Less than half a mile later, he pulled into his gas station. While rounding the building to park the bike under the lean-to built for that purpose, the side door caught his eye. It wasn’t shut. The latch didn’t always catch, but he’d purposefully checked that it had closed before he’d left.

He parked the bike in its normal spot. The rain was so loud he doubted whoever was inside could hear him approaching. It could just be a traveler who’d taken refuge from the rain, but then there would have been a vehicle parked nearby.

Scooter entered via the open door and crossed through the mechanic’s bay—where the main light switches were located near the door that led into the other room of the station.

He pulled his hat off and dropped it on the workbench that lined the wall as he strolled forward. Once at the door, he threw it open and pulled on the long cord for the lights at the same time.

Overhead, the bulbs flickered as the light grew stronger and right before him, standing next to the desk he used to write up orders and pay bills, Josie slapped her hands over her mouth, muffling a squeal as she stumbled backward.

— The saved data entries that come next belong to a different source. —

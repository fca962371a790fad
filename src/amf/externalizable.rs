//! Externalizable class registry
//!
//! AMF3 objects whose trait carries the externalizable flag have an opaque
//! body: the wire gives no length prefix, so only code that knows the class
//! can read it. Callers register a reader/writer pair per class name before
//! decoding; the decoder delegates to the reader positioned immediately
//! after the trait header, and the encoder delegates to the writer.
//!
//! The registry is read-mostly: build it up front, share it via `Arc`, and
//! do not mutate it while decodes are running.

use std::collections::HashMap;
use std::fmt;

use bytes::Bytes;

use super::amf3::{Amf3Decoder, Amf3Encoder};
use super::value::AmfValue;
use crate::error::Result;

/// Reads one externalizable body and produces its value
///
/// The decoder handle is positioned immediately after the trait header; the
/// reader may call back into it for nested AMF3 values.
pub type ExternalizableReader =
    Box<dyn Fn(&mut Amf3Decoder, &mut Bytes) -> Result<AmfValue> + Send + Sync>;

/// Writes one externalizable body for the given value
pub type ExternalizableWriter = Box<dyn Fn(&mut Amf3Encoder, &AmfValue) -> Result<()> + Send + Sync>;

struct Handler {
    reader: ExternalizableReader,
    writer: ExternalizableWriter,
}

/// Registry mapping externalizable class names to their reader/writer pair
#[derive(Default)]
pub struct ExternalizableRegistry {
    handlers: HashMap<String, Handler>,
}

impl ExternalizableRegistry {
    /// Create an empty registry
    pub fn new() -> Self {
        Self::default()
    }

    /// Register a reader/writer pair for a class name
    ///
    /// A second registration for the same class replaces the first.
    pub fn register(
        &mut self,
        class_name: impl Into<String>,
        reader: ExternalizableReader,
        writer: ExternalizableWriter,
    ) {
        self.handlers
            .insert(class_name.into(), Handler { reader, writer });
    }

    /// True if a handler is registered for the class
    pub fn contains(&self, class_name: &str) -> bool {
        self.handlers.contains_key(class_name)
    }

    pub(crate) fn reader(&self, class_name: &str) -> Option<&ExternalizableReader> {
        self.handlers.get(class_name).map(|h| &h.reader)
    }

    pub(crate) fn writer(&self, class_name: &str) -> Option<&ExternalizableWriter> {
        self.handlers.get(class_name).map(|h| &h.writer)
    }
}

impl fmt::Debug for ExternalizableRegistry {
    fn fmt(&self, f: &mut fmt::Formatter<'_>) -> fmt::Result {
        f.debug_struct("ExternalizableRegistry")
            .field("classes", &self.handlers.keys().collect::<Vec<_>>())
            .finish()
    }
}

Expecting anyone but her, Scooter stopped dead in his tracks. It wasn’t until a smile—one that made his heart flip—overcame her startled expression that his mind clicked into gear. “What are you doing here?”

Her coy little shrug and the way she tugged at the hem of her white blouse didn’t help the way his body was reacting to seeing her. The britches hugging her hips teased him, too. They always had. The fact she never dressed like her sisters may have been part of the reason he’d forgotten the big differences between the two of them. Dressed as she was, he could almost believe Josie wouldn’t mind living above his station—at least until he could build her a proper house, which he would do. Or would have done if she’d have said yes to his proposal.

Fighting the urge to step forward, he growled, “A man can only take so much, Josie. Don’t push me too far.”